A single number is wanted: how many lines of the data include the string "DirectNotificationDispatcher".

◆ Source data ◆
☆ ☆ ☆ ☆ ☆ ☆ ☆

use std::sync::Arc;

use tracing::{info, warn};

use crate::auth::{GoogleAuth, TriggerSecret, SCOPE_DATASTORE, SCOPE_FIREBASE_MESSAGING};
use crate::config::{DeliveryConfig, ServerConfig};
use crate::dispatcher::{
    TriggerDispatcher, TriggerDispatcherBuilder, COLLECTION_ANNOUNCEMENTS,
    COLLECTION_NOTIFICATIONS,
};
use crate::error::{Result, ServerError};
use crate::handler::announcement_handler::PARAM_ANNOUNCEMENT_ID;
use crate::handler::{AnnouncementBroadcastDispatcher, DirectNotificationDispatcher};
use crate::http::TriggerHttpServer;
use crate::push::{FcmProvider, MessagePlanner, MockProvider, PushProvider};
use crate::repository::{FirestoreUserRepository, InMemoryUserRepository, UserRepository};

/// notifications 集合的路径参数名
pub const PARAM_NOTIFICATION_ID: &str = "notificationId";

/// 注册两个触发器
pub fn build_dispatcher(
    delivery: Arc<DeliveryConfig>,
    provider: Arc<dyn PushProvider>,
    users: Arc<dyn UserRepository>,
) -> TriggerDispatcher {
    let planner = MessagePlanner::new(delivery);

    TriggerDispatcherBuilder::new()
        .with_handler(
            COLLECTION_NOTIFICATIONS,
            PARAM_NOTIFICATION_ID,
            Arc::new(DirectNotificationDispatcher::new(
                planner.clone(),
                provider.clone(),
            )),
        )
        .with_handler(
            COLLECTION_ANNOUNCEMENTS,
            PARAM_ANNOUNCEMENT_ID,
            Arc::new(AnnouncementBroadcastDispatcher::new(planner, provider, users)),
        )
        .build()
}

/// push-relay 服务
pub struct PushRelayServer {
    config: ServerConfig,
    dispatcher: Arc<TriggerDispatcher>,
}

impl PushRelayServer {
    /// 按配置创建推送网关与用户仓库
    pub fn new(config: ServerConfig) -> Result<Self> {
        info!("🔧 初始化 push-relay 组件...");

        let auth = build_google_auth(&config)?;

        let provider = build_provider(&config, auth.clone())?;
        info!("✅ 推送网关: {}", provider.name());

        let users = build_user_repository(&config, auth)?;
        info!("✅ 用户仓库: {}", users.name());

        Ok(Self::from_parts(config, provider, users))
    }

    /// 使用现成的网关与仓库（测试 / 嵌入）
    pub fn from_parts(
        config: ServerConfig,
        provider: Arc<dyn PushProvider>,
        users: Arc<dyn UserRepository>,
    ) -> Self {
        let delivery = Arc::new(config.delivery.clone());
        let dispatcher = Arc::new(build_dispatcher(delivery, provider, users));
        Self { config, dispatcher }
    }

    pub fn dispatcher(&self) -> Arc<TriggerDispatcher> {
        self.dispatcher.clone()
    }

    pub fn http_server(&self) -> TriggerHttpServer {
        TriggerHttpServer::new(
            self.dispatcher.clone(),
            TriggerSecret::new(self.config.trigger_secret.clone()),
            self.config.bind_address(),
        )
    }

    /// 启动 HTTP 服务直到退出
    pub async fn run(&self) -> Result<()> {
        if self.config.enable_metrics && !crate::infra::metrics::is_initialized() {
            match crate::infra::metrics::init() {
                Ok(()) => info!("📈 Prometheus 指标已启用: GET /metrics"),
                Err(e) => warn!("⚠️ Prometheus 指标初始化失败: {}", e),
            }
        }

        if self.config.trigger_secret.is_none() {
            warn!("⚠️ 未配置 trigger_secret，触发器入口不做认证");
        }

        info!(
            "🚀 push-relay 就绪，已注册集合: {:?}",
            self.dispatcher.collections()
        );

        self.http_server()
            .start()
            .await
            .map_err(|e| ServerError::Internal(format!("HTTP 服务器运行失败: {}", e)))
    }
}

/// FCM / Firestore 共用的 access token 来源；未配置凭据时为 None
fn build_google_auth(config: &ServerConfig) -> Result<Option<Arc<GoogleAuth>>> {
    if !config.fcm.has_credentials() {
        return Ok(None);
    }
    if let Some(token) = &config.fcm.access_token {
        return Ok(Some(Arc::new(GoogleAuth::with_static_token(token.clone()))));
    }
    if let Some(path) = &config.fcm.service_account_path {
        let auth = GoogleAuth::from_service_account_file(
            path,
            &[SCOPE_FIREBASE_MESSAGING, SCOPE_DATASTORE],
        )?;
        return Ok(Some(Arc::new(auth)));
    }
    Ok(None)
}

fn build_provider(
    config: &ServerConfig,
    auth: Option<Arc<GoogleAuth>>,
) -> Result<Arc<dyn PushProvider>> {
    let Some(auth) = auth else {
        warn!("⚠️ 未配置 FCM 凭据，使用 MockProvider（只打印日志，不投递）");
        return Ok(Arc::new(MockProvider));
    };

    let project_id = config
        .fcm
        .project_id
        .clone()
        .or_else(|| auth.project_id().map(str::to_string))
        .ok_or_else(|| {
            ServerError::Configuration(
                "FCM project_id 未配置，且 service account 中没有 project_id".to_string(),
            )
        })?;

    info!(
        "📨 FCM project={}, validate_only={}",
        project_id, config.fcm.validate_only
    );
    Ok(Arc::new(FcmProvider::from_config(
        &config.fcm,
        project_id,
        auth,
    )?))
}

fn build_user_repository(
    config: &ServerConfig,
    auth: Option<Arc<GoogleAuth>>,
) -> Result<Arc<dyn UserRepository>> {
    if let Some(path) = &config.firestore.users_file {
        info!("📄 从文件加载用户: {}", path);
        return Ok(Arc::new(InMemoryUserRepository::from_json_file(path)?));
    }

    let project_id = config
        .firestore_project_id()
        .map(str::to_string)
        .or_else(|| auth.as_ref().and_then(|a| a.project_id().map(str::to_string)));

    let auth = if config.firestore.emulator {
        Some(Arc::new(GoogleAuth::anonymous()))
    } else {
        auth
    };

    match (project_id, auth) {
        (Some(project_id), Some(auth)) => {
            info!(
                "🗄️ Firestore project={}, collection={}, endpoint={}",
                project_id, config.firestore.users_collection, config.firestore.endpoint
            );
            Ok(Arc::new(FirestoreUserRepository::new(
                &config.firestore,
                project_id,
                auth,
            )?))
        }
        _ => {
            warn!("⚠️ 未配置 Firestore，使用空的内存用户仓库");
            Ok(Arc::new(InMemoryUserRepository::default()))
        }
    }
}
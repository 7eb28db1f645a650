pub mod fcm;
pub mod mock;
pub mod provider_trait;

pub use fcm::FcmProvider;
pub use mock::MockProvider;
pub use provider_trait::PushProvider;
impl FcmProvider {
    /// 按配置创建（端点、超时、validate_only）
    pub fn from_config(config: &FcmConfig, project_id: String, auth: Arc<GoogleAuth>) -> Result<Self> {
        let client = Client::builder()
            .timeout(config.timeout())
            .build()
            .map_err(|e| ServerError::Configuration(format!("FCM HTTP client: {}", e)))?;

        Ok(Self {
            client,
            endpoint: config.endpoint.trim_end_matches('/').to_string(),
            project_id,
            auth,
            validate_only: config.validate_only,
        })
    }

    fn send_url(&self) -> String {
        format!(
            "{}/v1/projects/{}/messages:send",
            self.endpoint, self.project_id
        )
    }

    /// 构建 FCM 请求体
    fn build_fcm_payload(&self, message: &OutboundMessage) -> Result<FcmRequest> {
        let (token, topic) = match &message.target {
            Target::Token(token) => {
                if token.is_empty() {
                    return Err(ServerError::InvalidRequest(
                        "registration token must be a non-empty string".to_string(),
                    ));
                }
                (Some(token.clone()), None)
            }
            Target::Topic(topic) => (None, Some(normalize_topic(topic)?)),
            Target::Tokens(_) => {
                return Err(ServerError::InvalidRequest(
                    "multicast message must be sent with send_multicast".to_string(),
                ))
            }
        };

        let notification = message.notification.as_ref().map(|n| FcmNotification {
            title: n.title.clone(),
            body: n.body.clone(),
        });

        let android = message.android.as_ref().map(|a| FcmAndroid {
            priority: a.priority.to_uppercase(),
            notification: a.channel_id.as_ref().map(|channel_id| FcmAndroidNotification {
                channel_id: channel_id.clone(),
            }),
        });

        let apns = message.apns.as_ref().map(|a| FcmApns {
            payload: FcmApnsPayload {
                aps: FcmAps {
                    content_available: a.content_available.then_some(1),
                    badge: a.badge,
                    sound: a.sound.clone(),
                },
            },
        });

        Ok(FcmRequest {
            validate_only: self.validate_only,
            message: FcmMessage {
                token,
                topic,
                notification,
                data: (!message.data.is_empty()).then(|| message.data.clone()),
                android,
                apns,
            },
        })
    }

    /// 发送一条已构建的请求，返回消息名或该条消息的错误
    async fn post_message(
        &self,
        request: &FcmRequest,
        access_token: Option<&str>,
    ) -> std::result::Result<String, SendError> {
        let mut builder = self
            .client
            .post(self.send_url())
            .header("Content-Type", "application/json")
            .json(request);
        if let Some(token) = access_token {
            builder = builder.header("Authorization", format!("Bearer {}", token));
        }

        let response = builder
            .send()
            .await
            .map_err(|e| SendError::new("NETWORK", format!("FCM request failed: {}", e)))?;

        let status = response.status();
        if status.is_success() {
            let body: FcmSendResponse = response
                .json()
                .await
                .map_err(|e| SendError::new("INTERNAL", format!("invalid FCM response: {}", e)))?;
            Ok(body.name)
        } else {
            let error_text = response.text().await.unwrap_or_default();
            Err(parse_fcm_error(status.as_u16(), &error_text))
        }
    }
}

☆ ☆ ☆ ☆ ☆ ☆ ☆

◆ Solution to the problem ◆
2